» **Data for analysis**:
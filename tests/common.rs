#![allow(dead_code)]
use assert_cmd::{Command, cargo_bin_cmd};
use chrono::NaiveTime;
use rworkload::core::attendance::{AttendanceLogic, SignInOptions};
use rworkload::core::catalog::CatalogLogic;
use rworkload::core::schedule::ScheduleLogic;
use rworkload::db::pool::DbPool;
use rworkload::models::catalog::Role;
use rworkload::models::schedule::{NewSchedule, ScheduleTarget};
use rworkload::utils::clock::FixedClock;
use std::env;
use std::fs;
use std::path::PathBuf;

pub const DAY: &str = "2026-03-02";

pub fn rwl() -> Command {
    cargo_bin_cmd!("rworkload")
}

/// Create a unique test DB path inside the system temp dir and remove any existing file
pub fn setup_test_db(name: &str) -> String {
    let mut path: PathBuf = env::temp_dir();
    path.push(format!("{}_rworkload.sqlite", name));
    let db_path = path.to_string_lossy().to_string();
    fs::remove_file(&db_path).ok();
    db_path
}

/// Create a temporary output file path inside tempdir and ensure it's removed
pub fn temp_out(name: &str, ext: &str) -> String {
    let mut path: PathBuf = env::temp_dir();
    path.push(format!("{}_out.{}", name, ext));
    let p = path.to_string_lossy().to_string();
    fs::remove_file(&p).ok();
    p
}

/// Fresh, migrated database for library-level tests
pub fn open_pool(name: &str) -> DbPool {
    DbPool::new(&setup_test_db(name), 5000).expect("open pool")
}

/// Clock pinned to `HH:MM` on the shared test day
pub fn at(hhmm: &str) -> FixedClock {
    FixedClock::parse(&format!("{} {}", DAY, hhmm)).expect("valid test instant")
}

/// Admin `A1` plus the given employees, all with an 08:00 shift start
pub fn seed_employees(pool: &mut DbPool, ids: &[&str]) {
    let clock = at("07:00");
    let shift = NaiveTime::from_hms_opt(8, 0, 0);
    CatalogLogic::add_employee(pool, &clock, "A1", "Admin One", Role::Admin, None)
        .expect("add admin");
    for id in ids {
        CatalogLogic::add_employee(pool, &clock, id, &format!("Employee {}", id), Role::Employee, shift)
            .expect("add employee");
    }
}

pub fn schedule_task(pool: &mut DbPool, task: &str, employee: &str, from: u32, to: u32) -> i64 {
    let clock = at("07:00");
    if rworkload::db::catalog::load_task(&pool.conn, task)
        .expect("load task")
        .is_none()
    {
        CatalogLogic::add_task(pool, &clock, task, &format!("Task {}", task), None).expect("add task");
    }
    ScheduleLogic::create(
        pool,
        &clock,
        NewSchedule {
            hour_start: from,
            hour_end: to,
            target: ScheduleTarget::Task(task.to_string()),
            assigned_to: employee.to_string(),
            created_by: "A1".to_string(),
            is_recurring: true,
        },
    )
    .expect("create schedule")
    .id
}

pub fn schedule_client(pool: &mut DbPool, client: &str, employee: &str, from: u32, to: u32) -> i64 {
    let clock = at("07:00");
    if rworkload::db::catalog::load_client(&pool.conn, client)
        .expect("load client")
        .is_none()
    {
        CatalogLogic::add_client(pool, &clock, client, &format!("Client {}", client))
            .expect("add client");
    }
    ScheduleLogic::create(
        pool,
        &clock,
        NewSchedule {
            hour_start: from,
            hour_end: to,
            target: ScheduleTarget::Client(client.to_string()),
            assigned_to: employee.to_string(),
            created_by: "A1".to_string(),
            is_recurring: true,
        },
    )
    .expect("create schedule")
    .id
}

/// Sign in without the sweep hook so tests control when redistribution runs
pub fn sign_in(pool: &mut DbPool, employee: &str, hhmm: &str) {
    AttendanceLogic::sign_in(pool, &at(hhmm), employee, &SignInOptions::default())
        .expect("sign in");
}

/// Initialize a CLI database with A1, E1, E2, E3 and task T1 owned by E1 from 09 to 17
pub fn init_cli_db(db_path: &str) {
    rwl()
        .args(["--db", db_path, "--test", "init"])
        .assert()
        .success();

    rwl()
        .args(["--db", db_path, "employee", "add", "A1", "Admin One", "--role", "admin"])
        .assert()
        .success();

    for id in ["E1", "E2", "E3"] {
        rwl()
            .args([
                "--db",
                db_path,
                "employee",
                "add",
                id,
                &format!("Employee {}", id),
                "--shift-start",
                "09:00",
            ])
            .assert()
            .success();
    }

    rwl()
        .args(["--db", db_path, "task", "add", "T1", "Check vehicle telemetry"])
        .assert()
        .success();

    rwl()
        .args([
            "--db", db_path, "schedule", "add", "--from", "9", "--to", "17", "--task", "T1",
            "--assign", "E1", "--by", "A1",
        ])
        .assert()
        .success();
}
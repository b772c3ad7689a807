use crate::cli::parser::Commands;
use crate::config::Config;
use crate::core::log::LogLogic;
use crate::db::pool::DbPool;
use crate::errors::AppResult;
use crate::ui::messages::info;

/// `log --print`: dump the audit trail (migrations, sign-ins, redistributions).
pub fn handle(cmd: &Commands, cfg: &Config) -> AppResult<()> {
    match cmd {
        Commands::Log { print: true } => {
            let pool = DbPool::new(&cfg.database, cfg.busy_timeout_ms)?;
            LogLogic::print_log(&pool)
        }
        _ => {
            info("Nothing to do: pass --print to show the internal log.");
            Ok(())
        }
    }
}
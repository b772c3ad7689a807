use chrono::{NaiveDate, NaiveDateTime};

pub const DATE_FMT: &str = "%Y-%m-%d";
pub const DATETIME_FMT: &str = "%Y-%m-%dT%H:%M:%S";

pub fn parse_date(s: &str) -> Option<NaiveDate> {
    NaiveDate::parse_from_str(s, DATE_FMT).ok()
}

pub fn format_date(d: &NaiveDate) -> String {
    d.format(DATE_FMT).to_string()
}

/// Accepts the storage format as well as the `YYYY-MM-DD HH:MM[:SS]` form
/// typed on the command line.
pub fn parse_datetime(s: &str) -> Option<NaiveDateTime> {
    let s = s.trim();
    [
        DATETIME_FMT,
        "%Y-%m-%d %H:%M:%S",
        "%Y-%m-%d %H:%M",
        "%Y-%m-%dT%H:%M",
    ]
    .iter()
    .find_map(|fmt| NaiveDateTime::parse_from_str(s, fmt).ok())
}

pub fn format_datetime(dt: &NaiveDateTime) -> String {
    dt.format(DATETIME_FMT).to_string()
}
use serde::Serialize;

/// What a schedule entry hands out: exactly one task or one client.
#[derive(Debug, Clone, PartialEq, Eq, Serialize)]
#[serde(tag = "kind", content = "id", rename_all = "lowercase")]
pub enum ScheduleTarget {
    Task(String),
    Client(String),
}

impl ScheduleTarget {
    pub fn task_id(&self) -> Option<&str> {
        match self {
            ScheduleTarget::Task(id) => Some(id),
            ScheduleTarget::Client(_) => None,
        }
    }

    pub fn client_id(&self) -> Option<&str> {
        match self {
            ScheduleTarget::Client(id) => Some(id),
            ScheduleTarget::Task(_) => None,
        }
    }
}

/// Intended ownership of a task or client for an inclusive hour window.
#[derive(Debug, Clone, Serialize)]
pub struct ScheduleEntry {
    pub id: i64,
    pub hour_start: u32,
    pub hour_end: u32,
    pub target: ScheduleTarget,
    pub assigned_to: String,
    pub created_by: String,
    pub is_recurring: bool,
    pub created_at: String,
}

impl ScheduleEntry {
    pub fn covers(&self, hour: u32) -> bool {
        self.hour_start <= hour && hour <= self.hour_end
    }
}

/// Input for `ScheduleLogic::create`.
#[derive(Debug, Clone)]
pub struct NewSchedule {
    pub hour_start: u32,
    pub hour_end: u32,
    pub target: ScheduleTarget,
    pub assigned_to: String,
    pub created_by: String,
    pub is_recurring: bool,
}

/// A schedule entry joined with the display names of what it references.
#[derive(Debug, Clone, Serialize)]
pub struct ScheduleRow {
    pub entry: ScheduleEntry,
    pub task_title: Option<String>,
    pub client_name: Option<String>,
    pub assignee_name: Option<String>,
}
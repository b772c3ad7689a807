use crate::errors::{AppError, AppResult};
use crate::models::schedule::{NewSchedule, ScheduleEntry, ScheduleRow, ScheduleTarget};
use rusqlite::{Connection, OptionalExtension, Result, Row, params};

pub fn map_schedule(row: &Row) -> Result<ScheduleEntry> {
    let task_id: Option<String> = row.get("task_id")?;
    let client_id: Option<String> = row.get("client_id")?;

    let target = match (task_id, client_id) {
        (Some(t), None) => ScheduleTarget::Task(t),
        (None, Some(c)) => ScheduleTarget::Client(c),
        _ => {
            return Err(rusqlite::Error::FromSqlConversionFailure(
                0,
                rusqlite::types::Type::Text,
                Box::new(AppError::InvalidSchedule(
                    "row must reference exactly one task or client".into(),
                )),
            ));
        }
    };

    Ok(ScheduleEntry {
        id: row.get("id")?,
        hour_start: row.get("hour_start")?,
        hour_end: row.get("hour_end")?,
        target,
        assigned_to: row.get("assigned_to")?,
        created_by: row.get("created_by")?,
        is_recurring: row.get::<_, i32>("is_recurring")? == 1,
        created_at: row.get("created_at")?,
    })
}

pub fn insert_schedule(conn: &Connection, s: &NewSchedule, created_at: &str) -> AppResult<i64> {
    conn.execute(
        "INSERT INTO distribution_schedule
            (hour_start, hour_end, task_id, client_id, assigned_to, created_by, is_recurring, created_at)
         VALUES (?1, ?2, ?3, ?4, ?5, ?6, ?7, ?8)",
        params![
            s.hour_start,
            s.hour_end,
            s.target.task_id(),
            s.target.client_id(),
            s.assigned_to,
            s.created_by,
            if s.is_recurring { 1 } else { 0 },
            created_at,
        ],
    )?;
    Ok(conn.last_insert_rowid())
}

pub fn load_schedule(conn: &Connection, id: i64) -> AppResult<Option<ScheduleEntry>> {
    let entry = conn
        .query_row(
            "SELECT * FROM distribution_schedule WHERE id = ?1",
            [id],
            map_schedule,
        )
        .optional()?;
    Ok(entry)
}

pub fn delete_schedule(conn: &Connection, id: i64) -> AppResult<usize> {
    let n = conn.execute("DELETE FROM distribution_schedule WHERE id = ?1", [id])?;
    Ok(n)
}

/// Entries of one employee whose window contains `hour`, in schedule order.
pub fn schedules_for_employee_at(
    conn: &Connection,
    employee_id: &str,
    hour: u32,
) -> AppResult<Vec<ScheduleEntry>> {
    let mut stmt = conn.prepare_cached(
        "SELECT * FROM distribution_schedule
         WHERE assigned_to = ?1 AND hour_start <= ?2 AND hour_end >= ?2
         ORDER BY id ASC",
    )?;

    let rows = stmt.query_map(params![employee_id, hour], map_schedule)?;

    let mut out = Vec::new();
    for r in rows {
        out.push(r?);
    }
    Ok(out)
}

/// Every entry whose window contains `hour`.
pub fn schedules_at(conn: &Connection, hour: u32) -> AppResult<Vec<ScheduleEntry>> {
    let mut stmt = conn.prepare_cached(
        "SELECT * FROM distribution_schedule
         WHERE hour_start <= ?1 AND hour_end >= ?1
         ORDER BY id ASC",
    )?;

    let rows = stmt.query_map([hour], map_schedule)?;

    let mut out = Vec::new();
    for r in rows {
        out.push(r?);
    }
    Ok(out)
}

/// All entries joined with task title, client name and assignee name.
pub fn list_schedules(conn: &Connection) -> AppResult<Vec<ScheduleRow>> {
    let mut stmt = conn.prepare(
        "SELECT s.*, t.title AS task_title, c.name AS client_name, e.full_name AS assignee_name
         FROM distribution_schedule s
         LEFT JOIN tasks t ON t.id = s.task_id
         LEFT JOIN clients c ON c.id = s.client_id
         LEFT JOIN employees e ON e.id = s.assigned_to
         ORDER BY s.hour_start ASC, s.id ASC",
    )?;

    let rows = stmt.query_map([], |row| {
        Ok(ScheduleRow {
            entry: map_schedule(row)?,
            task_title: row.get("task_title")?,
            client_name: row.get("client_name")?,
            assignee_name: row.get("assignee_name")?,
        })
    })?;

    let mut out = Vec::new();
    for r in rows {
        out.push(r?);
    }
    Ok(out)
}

» **Exercise instructions**: Work out how many lines in the data include "args". Answer with the number only.

» **Answer for the task**: 5